Iconoclastas em ação

Muito se tem falado sobre o movimento das instituições culturais no sentido de decolonizar seus acervos e ressignificar as suas coleções como uma forma de revisitar a história da arte de forma mais inclusiva e menos eurocêntrica. A França e a Alemanha estão repatriando objetos que foram roubados de colônias durante os séculos de imperialismo. O debate sobre o assunto vem esquentando desde 2018, quando o economista Felwine Sarr e a historiadora da arte Bénédicte Savoy produziram um relatório ao governo francês a pedido do presidente Emmanuel Macron, onde afirmavam que todo e qualquer objeto apropriado através de ¨roubo, pilhagem, despojamento, trapaça e consentimento forçado’ deveria ser devolvido às suas origens. O assunto ganhou atenção considerável da mídia, o que acabou rendendo ao economista e à historiadora uma posição no topo da lista  dos mais poderosos do mundo da arte. Porém, após as manifestações em torno da morte de George Floyd, nos Estados Unidos, quando estátuas de confederados foram derrubadas em todo o país, o debate sobre a função dos monumentos públicos e como eles refletem uma narrativa branca e opressora da História teve o seu ápice. 

Imagem que ilustra a matéria Germany moves towards full restitution of Benin bronzes (Alemanha se encaminha para a restituição total dos bronzes do Benin) – The Art Newspaper, Março de 2021.

Imagem que ilustra a matéria Germany moves towards full restitution of Benin bronzes (Alemanha se encaminha para a restituição total dos bronzes do Benin) – The Art Newspaper, Março de 2021.

Não foram poucas as notícias sobre esculturas públicas sendo atacadas por manifestantes mundo afora e sobre como esses símbolos de poder precisam ser discutidos e revisados, por representarem a opressão dos que por milênios mataram, e continuam matando indivíduos em diversos cantos do globo.

Trabalhadores removem uma estátua do general confederado Robert E. Lee do Market Street Park no sábado em Charlottesville, Virgínia. Notícia via npr e imagem via Yahoo.

Trabalhadores removem uma estátua do general confederado Robert E. Lee do Market Street Park no sábado em Charlottesville, Virgínia. Notícia via npr e imagem via Yahoo.

No centro do debate,  um questionamento complexo: deve-se ou não retirar as estátuas do lugar? Estaríamos apagando a história ao retirá-las? Se retiradas, para onde devem ir? Devem ser revistas, contextualizadas e analisadas, ou destruídas? E, caso sejam mantidas em seus locais de origem, devem ser acompanhadas de alguma explicação? 

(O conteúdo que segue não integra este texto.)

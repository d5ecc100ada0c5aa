//! GET /health — backend health snapshot.

use std::sync::Arc;

use axum::{Json, extract::State};
use ai_llm_service::health::{self, HealthStatus};

use crate::core::app_state::AppState;

/// Probes every configured model role (embedding, generation). Always
/// returns 200 with per-role `ok` flags; probe failures are folded into
/// the snapshot rather than the status code.
pub async fn health(State(state): State<Arc<AppState>>) -> Json<Vec<HealthStatus>> {
    let mut statuses = Vec::with_capacity(state.model_configs.len());
    for cfg in &state.model_configs {
        statuses.push(health::probe(cfg).await);
    }
    Json(statuses)
}
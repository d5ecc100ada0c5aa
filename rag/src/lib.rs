//! Retrieval-augmented answering over the semantic index.
//!
//! Public API: [`RagPipeline::answer`]. It validates the caller's search
//! knobs, embeds the question, retrieves the top-ranked documents above the
//! similarity floor, builds a fixed-structure prompt, asks the generation
//! backend and assembles the final result.
//!
//! Failure policy follows the pipeline order: invalid parameters and a
//! failed query embedding abort the request (nothing can be ranked);
//! a store failure aborts; a generation failure degrades to a fixed
//! apology while the retrieval results are still returned. Zero qualifying
//! documents short-circuits with a canned answer and never touches the
//! generation backend.

mod api_types;
mod error;
pub mod llm;
pub mod prompt;

pub use api_types::{AnswerOptions, RagAnswer, RetrievedDocument};
pub use error::RagError;
pub use llm::{AnswerGenerator, GenerationError, OllamaGenerator};

use std::sync::Arc;

use tracing::{debug, error, info, warn};

use semantic_index::{
    EmbeddingsProvider, IndexError, SearchParams, SimilaritySearch, search::search_nearest,
};

use prompt::{GENERATION_FALLBACK, NO_MATCH_ANSWER, build_prompt};

/// One-pass retrieval pipeline. Stateless between requests; every field is
/// a shared handle, so the pipeline itself is cheap to clone into handlers.
#[derive(Clone)]
pub struct RagPipeline {
    embedder: Arc<dyn EmbeddingsProvider>,
    index: Arc<dyn SimilaritySearch>,
    generator: Arc<dyn AnswerGenerator>,
}

impl RagPipeline {
    pub fn new(
        embedder: Arc<dyn EmbeddingsProvider>,
        index: Arc<dyn SimilaritySearch>,
        generator: Arc<dyn AnswerGenerator>,
    ) -> Self {
        Self {
            embedder,
            index,
            generator,
        }
    }

    /// Answer a free-text question from the indexed documents.
    ///
    /// # Errors
    /// - [`RagError::InvalidSearchParameters`] before any external call
    /// - [`RagError::EmbeddingUnavailable`] if the query cannot be embedded
    /// - [`RagError::StoreUnavailable`] if the similarity search fails
    pub async fn answer(
        &self,
        question: &str,
        opts: AnswerOptions,
    ) -> Result<RagAnswer, RagError> {
        // 1) Validate knobs first; an out-of-bounds request must fail
        //    before the embedding backend is contacted.
        let params =
            SearchParams::resolve(opts.top_k, opts.min_similarity).map_err(|e| match e {
                IndexError::InvalidSearchParameters(msg) => RagError::InvalidSearchParameters(msg),
                other => RagError::InvalidSearchParameters(other.to_string()),
            })?;

        // 2) Embed the question. Fatal on failure: without a query vector
        //    there is nothing to rank.
        let query_vector = self.embedder.embed(question).await.map_err(|e| match e {
            IndexError::EmbeddingUnavailable(msg) => RagError::EmbeddingUnavailable(msg),
            other => RagError::EmbeddingUnavailable(other.to_string()),
        })?;
        debug!(dim = query_vector.len(), "query embedded");

        // 3) Ranked similarity search above the floor.
        let hits = search_nearest(&*self.index, &query_vector, params)
            .await
            .map_err(|e| match e {
                IndexError::StoreUnavailable(msg) => RagError::StoreUnavailable(msg),
                other => RagError::StoreUnavailable(other.to_string()),
            })?;

        if hits.is_empty() {
            info!(query = question, "no document cleared the similarity floor");
            return Ok(RagAnswer {
                query: question.to_string(),
                found: 0,
                retrieved_documents: None,
                answer: NO_MATCH_ANSWER.to_string(),
            });
        }

        // 4) Compose the prompt from the ranked context and generate.
        let prompt = build_prompt(question, &hits);
        let answer = match self.generator.generate(&prompt).await {
            Ok(text) if !text.trim().is_empty() => text.trim().to_string(),
            Ok(_) => {
                warn!("generation backend returned empty text");
                GENERATION_FALLBACK.to_string()
            }
            Err(err) => {
                error!(error = %err, "generation failed, degrading to fallback answer");
                GENERATION_FALLBACK.to_string()
            }
        };

        // 5) Assemble. Similarities are coerced to finite numbers so the
        //    response never carries a NaN/inf artifact from the store.
        let retrieved = hits
            .iter()
            .map(|h| RetrievedDocument {
                id: h.id,
                title: h.title.clone(),
                similarity: if h.similarity.is_finite() {
                    h.similarity
                } else {
                    0.0
                },
            })
            .collect::<Vec<_>>();

        Ok(RagAnswer {
            query: question.to_string(),
            found: retrieved.len(),
            retrieved_documents: Some(retrieved),
            answer,
        })
    }
}
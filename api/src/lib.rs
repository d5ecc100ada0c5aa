//! HTTP surface of the knowledge-base RAG backend.
//!
//! Routes:
//! - `POST /rag`    — retrieval-augmented answer for a free-text question
//! - `GET  /health` — Ollama health snapshot for both model roles

use std::{env, error::Error, sync::Arc};

mod core;
mod routes;

use axum::{
    Router,
    routing::{get, post},
};
use tokio::signal;
use tracing::info;

use crate::core::app_state::AppState;
use crate::routes::{health::health_route::health, rag::rag_query_route::rag_query};

pub async fn start() -> Result<(), Box<dyn Error>> {
    let state = Arc::new(AppState::from_env().await?);

    let app = Router::new()
        .route("/rag", post(rag_query))
        .route("/health", get(health))
        .with_state(state);

    let host_url = env::var("API_ADDRESS").unwrap_or_else(|_| "127.0.0.1:3000".into());

    let listener = tokio::net::TcpListener::bind(&host_url).await?;
    info!(address = %host_url, "API listening");

    // Start server with graceful shutdown on Ctrl+C
    axum::serve(listener, app)
        .with_graceful_shutdown(shutdown_signal())
        .await?;

    Ok(())
}

/// Returns a future that resolves when Ctrl+C is pressed
async fn shutdown_signal() {
    signal::ctrl_c()
        .await
        .expect("Failed to listen for shutdown signal");
}
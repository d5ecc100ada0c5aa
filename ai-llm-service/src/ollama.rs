//! Ollama HTTP client for text generation and embeddings.
//!
//! Two endpoints are used:
//! - `POST {endpoint}/api/generate`   — synchronous generation (`stream=false`)
//! - `POST {endpoint}/api/embeddings` — embedding retrieval
//!
//! The client performs exactly one HTTP round-trip per call and maps every
//! failure to [`LlmServiceError`]; retry and fallback policy live with the
//! caller.

use std::time::Duration;

use serde::{Deserialize, Serialize};
use tracing::{debug, instrument};

use crate::config::ModelConfig;
use crate::error_handler::{ConfigError, LlmServiceError, Result, body_snippet};

/// Reusable client bound to one model config (one role).
pub struct OllamaClient {
    client: reqwest::Client,
    cfg: ModelConfig,
    url_generate: String,
    url_embeddings: String,
}

impl OllamaClient {
    /// Builds a client for the given config.
    ///
    /// # Errors
    /// - [`ConfigError::InvalidEndpoint`] if the endpoint is blank or not http(s)
    /// - [`LlmServiceError::Transport`] if the HTTP client cannot be built
    pub fn new(cfg: ModelConfig) -> Result<Self> {
        let endpoint = cfg.endpoint.trim();
        if endpoint.is_empty()
            || !(endpoint.starts_with("http://") || endpoint.starts_with("https://"))
        {
            return Err(ConfigError::InvalidEndpoint(cfg.endpoint.clone()).into());
        }

        let timeout = cfg
            .timeout_secs
            .map(Duration::from_secs)
            .unwrap_or_else(|| Duration::from_secs(60));

        let client = reqwest::Client::builder().timeout(timeout).build()?;

        let base = endpoint.trim_end_matches('/').to_string();
        let url_generate = format!("{base}/api/generate");
        let url_embeddings = format!("{base}/api/embeddings");

        Ok(Self {
            client,
            cfg,
            url_generate,
            url_embeddings,
        })
    }

    /// The config this client was built from.
    pub fn config(&self) -> &ModelConfig {
        &self.cfg
    }

    /// Non-streaming generation via `/api/generate`.
    ///
    /// Sampling options (`temperature`, `num_predict`, `top_p`, `top_k`)
    /// come from the config; the prompt is the only per-call input.
    ///
    /// # Errors
    /// [`LlmServiceError::HttpStatus`] for non-2xx responses,
    /// [`LlmServiceError::Transport`] for client errors,
    /// [`LlmServiceError::Decode`] if the body cannot be parsed.
    #[instrument(skip_all, fields(model = %self.cfg.model))]
    pub async fn generate(&self, prompt: &str) -> Result<String> {
        let body = GenerateRequest::from_cfg(&self.cfg, prompt);

        debug!("POST {}", self.url_generate);
        let resp = self
            .client
            .post(&self.url_generate)
            .json(&body)
            .send()
            .await?;

        if !resp.status().is_success() {
            let status = resp.status();
            let url = self.url_generate.clone();
            let text = resp.text().await.unwrap_or_default();
            return Err(LlmServiceError::HttpStatus {
                status,
                url,
                snippet: body_snippet(&text),
            });
        }

        let out: GenerateResponse = resp.json().await.map_err(|e| {
            LlmServiceError::Decode(format!("serde error: {e}; ensure `stream=false` is used"))
        })?;

        Ok(out.response)
    }

    /// Embedding retrieval via `/api/embeddings`.
    ///
    /// # Errors
    /// Same surface as [`OllamaClient::generate`].
    #[instrument(skip_all, fields(model = %self.cfg.model))]
    pub async fn embed(&self, input: &str) -> Result<Vec<f32>> {
        let body = EmbeddingsRequest {
            model: &self.cfg.model,
            prompt: input,
        };

        debug!("POST {}", self.url_embeddings);
        let resp = self
            .client
            .post(&self.url_embeddings)
            .json(&body)
            .send()
            .await?;

        if !resp.status().is_success() {
            let status = resp.status();
            let url = self.url_embeddings.clone();
            let text = resp.text().await.unwrap_or_default();
            return Err(LlmServiceError::HttpStatus {
                status,
                url,
                snippet: body_snippet(&text),
            });
        }

        let out: EmbeddingsResponse = resp.json().await.map_err(|e| {
            LlmServiceError::Decode(format!("serde error: {e}; expected `{{ embedding: [..] }}`"))
        })?;

        Ok(out.embedding)
    }
}

/* ==========================
HTTP payloads & options
========================== */

/// Request body for `/api/generate` (non-streaming).
#[derive(Debug, Serialize)]
struct GenerateRequest<'a> {
    model: &'a str,
    prompt: &'a str,
    stream: bool,
    #[serde(skip_serializing_if = "Option::is_none")]
    options: Option<GenerateOptions>,
}

impl<'a> GenerateRequest<'a> {
    fn from_cfg(cfg: &'a ModelConfig, prompt: &'a str) -> Self {
        let options = GenerateOptions {
            temperature: cfg.temperature,
            num_predict: cfg.max_tokens,
            top_p: cfg.top_p,
            top_k: cfg.top_k,
        };

        Self {
            model: &cfg.model,
            prompt,
            stream: false,
            options: Some(options),
        }
    }
}

/// Subset of Ollama `options` used by this service.
#[derive(Debug, Default, Serialize)]
struct GenerateOptions {
    #[serde(skip_serializing_if = "Option::is_none")]
    temperature: Option<f32>,
    #[serde(skip_serializing_if = "Option::is_none")]
    num_predict: Option<u32>,
    #[serde(skip_serializing_if = "Option::is_none")]
    top_p: Option<f32>,
    #[serde(skip_serializing_if = "Option::is_none")]
    top_k: Option<u32>,
}

/// Response body for `/api/generate`; the generated text is in `response`.
#[derive(Debug, Deserialize)]
struct GenerateResponse {
    response: String,
}

/// Request body for `/api/embeddings`.
#[derive(Debug, Serialize)]
struct EmbeddingsRequest<'a> {
    model: &'a str,
    prompt: &'a str,
}

/// Response body for `/api/embeddings`.
#[derive(Debug, Deserialize)]
struct EmbeddingsResponse {
    embedding: Vec<f32>,
}

#[cfg(test)]
mod tests {
    use super::*;

    fn cfg() -> ModelConfig {
        ModelConfig {
            model: "llama3.1:8b".into(),
            endpoint: "http://localhost:11434".into(),
            max_tokens: Some(1800),
            temperature: Some(0.65),
            top_p: Some(0.9),
            top_k: Some(40),
            timeout_secs: Some(5),
        }
    }

    #[test]
    fn generate_request_serializes_fixed_options() {
        let c = cfg();
        let req = GenerateRequest::from_cfg(&c, "hello");
        let v = serde_json::to_value(&req).unwrap();

        assert_eq!(v["model"], "llama3.1:8b");
        assert_eq!(v["prompt"], "hello");
        assert_eq!(v["stream"], false);
        assert_eq!(v["options"]["num_predict"], 1800);
        assert_eq!(v["options"]["top_k"], 40);
        assert!((v["options"]["temperature"].as_f64().unwrap() - 0.65).abs() < 1e-6);
    }

    #[test]
    fn embeddings_request_uses_prompt_field() {
        let req = EmbeddingsRequest {
            model: "nomic-embed-text",
            prompt: "some text",
        };
        let v = serde_json::to_value(&req).unwrap();
        assert_eq!(v["prompt"], "some text");
        assert!(v.get("input").is_none());
    }

    #[test]
    fn rejects_bad_endpoint() {
        let mut c = cfg();
        c.endpoint = "localhost:11434".into();
        assert!(matches!(
            OllamaClient::new(c),
            Err(LlmServiceError::Config(ConfigError::InvalidEndpoint(_)))
        ));
    }
}
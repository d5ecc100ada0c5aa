use std::error::Error;

use tracing_subscriber::EnvFilter;

#[tokio::main]
async fn main() -> Result<(), Box<dyn Error>> {
    // Load environment variables from .env file.
    // Fails if .env file not found, not readable or invalid.
    dotenvy::dotenv()?;

    let filter = EnvFilter::try_from_default_env()
        .or_else(|_| EnvFilter::try_new("info,kb_ai_backend=info"))
        .unwrap();

    tracing_subscriber::fmt().with_env_filter(filter).init();

    tracing::info!("starting kb-ai-backend");

    api::start().await?;

    Ok(())
}
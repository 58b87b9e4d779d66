//! Bridge a byte stream pair to a command worker handle
//!
//! ```text
//!   input ──► forwarder thread ──► write(fd) ──► worker
//!   output ◄── poll(fd) + read(fd) ◄───────────── worker
//! ```
//!
//! End of input ends the session the same way as `quit`.

use std::io::{self, Read, Write};
use std::sync::{mpsc, Arc};
use std::thread;
use thread_stdio::{
    Fd, FdTable, PollMask, RunError, StdSpawner, StdioConfig, StdioError, ThreadWithStdio,
};
use tracing::{debug, info};

use crate::commands;

const CHUNK: usize = 4096;

#[derive(Debug, thiserror::Error)]
pub enum SessionError {
    #[error("failed to start worker: {0}")]
    Run(#[from] RunError),

    #[error("handle error: {0}")]
    Stdio(#[from] StdioError),

    #[error("I/O error: {0}")]
    Io(#[from] io::Error),
}

/// Run the command worker until it exits, returning its exit code
///
/// # Errors
///
/// Returns an error if the worker cannot be started or copying output fails.
pub fn run_session<R, W>(
    config: StdioConfig,
    nonblocking: bool,
    input: R,
    output: &mut W,
) -> Result<i32, SessionError>
where
    R: Read + Send + 'static,
    W: Write,
{
    let table = Arc::new(FdTable::new());
    let (exit_tx, exit_rx) = mpsc::channel();

    let (fd, thr) = ThreadWithStdio::run(
        &table,
        &StdSpawner,
        config,
        Some(Box::new(move |thr: &ThreadWithStdio| {
            let _ = exit_tx.send(thr.exit_code());
        })),
        Box::new(commands::execute),
    )?;
    if nonblocking {
        table.set_nonblocking(fd, true)?;
    }
    info!(fd, nonblocking, "session started");

    let forward_table = Arc::clone(&table);
    // Not joined: reading the process stdin may block past the session
    thread::Builder::new()
        .name("stdin-forward".to_string())
        .spawn(move || forward_input(&forward_table, fd, input))?;

    let drained = drain_output(&table, fd, output);
    table.close(fd)?;
    drained?;

    let code = exit_rx.try_recv().unwrap_or_else(|_| thr.exit_code());
    info!(exit_code = code, "session finished");
    Ok(code)
}

fn forward_input<R: Read>(table: &FdTable, fd: Fd, mut input: R) {
    let mut buf = [0u8; CHUNK];
    loop {
        let n = match input.read(&mut buf) {
            Ok(0) => break,
            Ok(n) => n,
            Err(e) if e.kind() == io::ErrorKind::Interrupted => continue,
            Err(e) => {
                debug!(error = %e, "input failed");
                break;
            }
        };
        if let Err(e) = write_all(table, fd, &buf[..n]) {
            debug!(error = %e, "handle no longer accepts input");
            return;
        }
    }
    if let Err(e) = write_all(table, fd, b"quit\n") {
        debug!(error = %e, "worker gone before end of input");
    }
}

fn write_all(table: &FdTable, fd: Fd, mut data: &[u8]) -> Result<(), StdioError> {
    while !data.is_empty() {
        match table.write(fd, data) {
            Ok(n) => data = &data[n..],
            Err(StdioError::WouldBlock | StdioError::Interrupted) => {
                table.poll(fd, PollMask::OUT, None)?;
            }
            Err(e) => return Err(e),
        }
    }
    Ok(())
}

fn drain_output<W: Write>(table: &FdTable, fd: Fd, output: &mut W) -> Result<(), SessionError> {
    let mut buf = [0u8; CHUNK];
    loop {
        let mask = table.poll(fd, PollMask::IN, None)?;
        if !mask.contains(PollMask::IN) {
            continue;
        }
        match table.read(fd, &mut buf) {
            Ok(0) => return Ok(()),
            Ok(n) => {
                output.write_all(&buf[..n])?;
                output.flush()?;
            }
            Err(StdioError::WouldBlock | StdioError::Interrupted) => {}
            Err(e) => return Err(e.into()),
        }
    }
}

Mas, por que o ataque a ícones do passado tem ganhado tanta importância atualmente? 

Enquanto Macron ia à televisão em junho de 2020 para afirmar que ¨̈nenhum nome será apagado da história francesa e nenhuma estátua será derrubada¨, Trump, enquanto isso, ainda em exercício da presidência dos EUA, se referiu aos protestantes como vândalos

Analisando a timeline dos acontecimentos, os iconoclastas voltaram a ser notícia em 2013, quando o Estado Islamico conquistou cidades como Mosul, no Iraque, e Palmira, na Síria e, nesse contexto, combatentes publicaram vídeos destruindo estátuas de deuses tidos como pagãos, muitos deles datados da era antes de Cristo.

Imagem que ilustra a matéria Why Islamic State wants to destroy the treasures of the ancient world (Por que o estado islâmico quer destruir os tesouros do mundo antigo) no Los Angeles Times, 2016.

Imagem que ilustra a matéria Why Islamic State wants to destroy the treasures of the ancient world (Por que o estado islâmico quer destruir os tesouros do mundo antigo) no Los Angeles Times, 2016.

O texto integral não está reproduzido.